> [EXERCISE DESCRIPTION]
Anywhere the string "DeliveryError" shows up in the listing below, copy the line it is in.

> [DATA LISTING]
//! Core error types for gridwatch-core.
//!
//! This module defines the error hierarchy using thiserror. Each subsystem
//! (calendar ingestion, alert config, standings, delivery, storage) has its
//! own enum, wrapped by [`CoreError`] at the crate boundary.

use std::path::PathBuf;
use thiserror::Error;

/// Core error type for gridwatch-core.
#[derive(Error, Debug)]
pub enum CoreError {
    /// Calendar ingestion or refresh errors
    #[error("Calendar error: {0}")]
    Calendar(#[from] CalendarError),

    /// Alert configuration errors
    #[error("Configuration error: {0}")]
    Config(#[from] ConfigError),

    /// Standings retrieval errors
    #[error("Standings error: {0}")]
    Standings(#[from] StandingsError),

    /// Notification delivery errors
    #[error("Delivery error: {0}")]
    Delivery(#[from] DeliveryError),

    /// Database-related errors
    #[error("Database error: {0}")]
    Database(#[from] DatabaseError),

    /// IO errors
    #[error("IO error: {0}")]
    Io(#[from] std::io::Error),
}

/// Calendar ingestion errors.
///
/// An unrecognized session is a hard failure: an event must never be
/// silently dropped or defaulted to a guessed type.
#[derive(Error, Debug)]
pub enum CalendarError {
    /// Calendar file could not be read
    #[error("Failed to read calendar at {path}: {source}")]
    ReadFailed {
        path: PathBuf,
        #[source]
        source: std::io::Error,
    },

    /// Calendar body is not valid iCalendar data
    #[error("Failed to parse calendar: {0}")]
    ParseFailed(String),

    /// Event text matched no known session type
    #[error("Unknown event type: {0}")]
    UnknownEventType(String),

    /// A VEVENT is missing a required property
    #[error("Calendar event missing required property: {0}")]
    MissingProperty(&'static str),

    /// Calendar download failed
    #[error("Failed to download calendar: {0}")]
    DownloadFailed(#[from] reqwest::Error),
}

/// Alert configuration errors.
#[derive(Error, Debug)]
pub enum ConfigError {
    /// Failed to load configuration
    #[error("Failed to load configuration from {path}: {message}")]
    LoadFailed { path: PathBuf, message: String },

    /// Failed to parse configuration
    #[error("Failed to parse configuration: {0}")]
    ParseFailed(String),
}

/// Standings retrieval errors.
#[derive(Error, Debug)]
pub enum StandingsError {
    /// HTTP request failed
    #[error("Standings request failed: {0}")]
    RequestFailed(#[from] reqwest::Error),

    /// Response body did not match the expected shape
    #[error("Unexpected standings response: {0}")]
    UnexpectedResponse(String),
}

/// Notification delivery errors.
#[derive(Error, Debug)]
pub enum DeliveryError {
    /// No webhook URL available
    #[error("No webhook URL configured")]
    NotConfigured,

    /// Stored credential could not be read or written
    #[error("Credential store error: {0}")]
    Credentials(String),

    /// HTTP request failed before a response arrived
    #[error("Webhook request failed: {0}")]
    RequestFailed(#[from] reqwest::Error),

    /// The webhook endpoint rejected the payload
    #[error("Webhook rejected notification (HTTP {status}): {body}")]
    Rejected { status: u16, body: String },
}

/// Database-specific errors.
#[derive(Error, Debug)]
pub enum DatabaseError {
    /// Failed to open database connection
    #[error("Failed to open database at {path}: {source}")]
    OpenFailed {
        path: PathBuf,
        #[source]
        source: rusqlite::Error,
    },

    /// Query execution failed
    #[error("Query failed: {0}")]
    QueryFailed(String),

    /// A stored row could not be mapped back to an event
    #[error("Corrupt event row: {0}")]
    CorruptRow(String),
}

impl From<rusqlite::Error> for DatabaseError {
    fn from(err: rusqlite::Error) -> Self {
        DatabaseError::QueryFailed(err.to_string())
    }
}

/// Result type alias for CoreError
pub type Result<T, E = CoreError> = std::result::Result<T, E>;
pub mod auth;
pub mod calendar;
pub mod chat;
pub mod convert;
pub mod next;
pub mod run;
pub mod standings;

use std::error::Error;
use std::path::PathBuf;

use chrono::{Datelike, Utc};
use gridwatch_core::data_dir;

/// Events database location: the flag, or `~/.config/gridwatch/calendar.db`.
pub fn db_path(explicit: Option<PathBuf>) -> Result<PathBuf, Box<dyn Error>> {
    match explicit {
        Some(path) => Ok(path),
        None => Ok(data_dir()?.join("calendar.db")),
    }
}

/// Alert config location: the flag, or `~/.config/gridwatch/alerts.toml`.
pub fn config_path(explicit: Option<PathBuf>) -> Result<PathBuf, Box<dyn Error>> {
    match explicit {
        Some(path) => Ok(path),
        None => Ok(data_dir()?.join("alerts.toml")),
    }
}

/// Local copy of the downloaded calendar feed.
pub fn calendar_file(explicit: Option<PathBuf>) -> Result<PathBuf, Box<dyn Error>> {
    match explicit {
        Some(path) => Ok(path),
        None => Ok(data_dir()?.join("calendar.ics")),
    }
}

/// Runtime for commands that need async I/O.
pub fn runtime() -> Result<tokio::runtime::Runtime, Box<dyn Error>> {
    Ok(tokio::runtime::Builder::new_multi_thread()
        .enable_all()
        .build()?)
}

/// The season queried by default.
pub fn season_year() -> i32 {
    Utc::now().year()
}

> [ANSWER BELOW]
    Delivery(#[from] DeliveryError),
pub enum DeliveryError {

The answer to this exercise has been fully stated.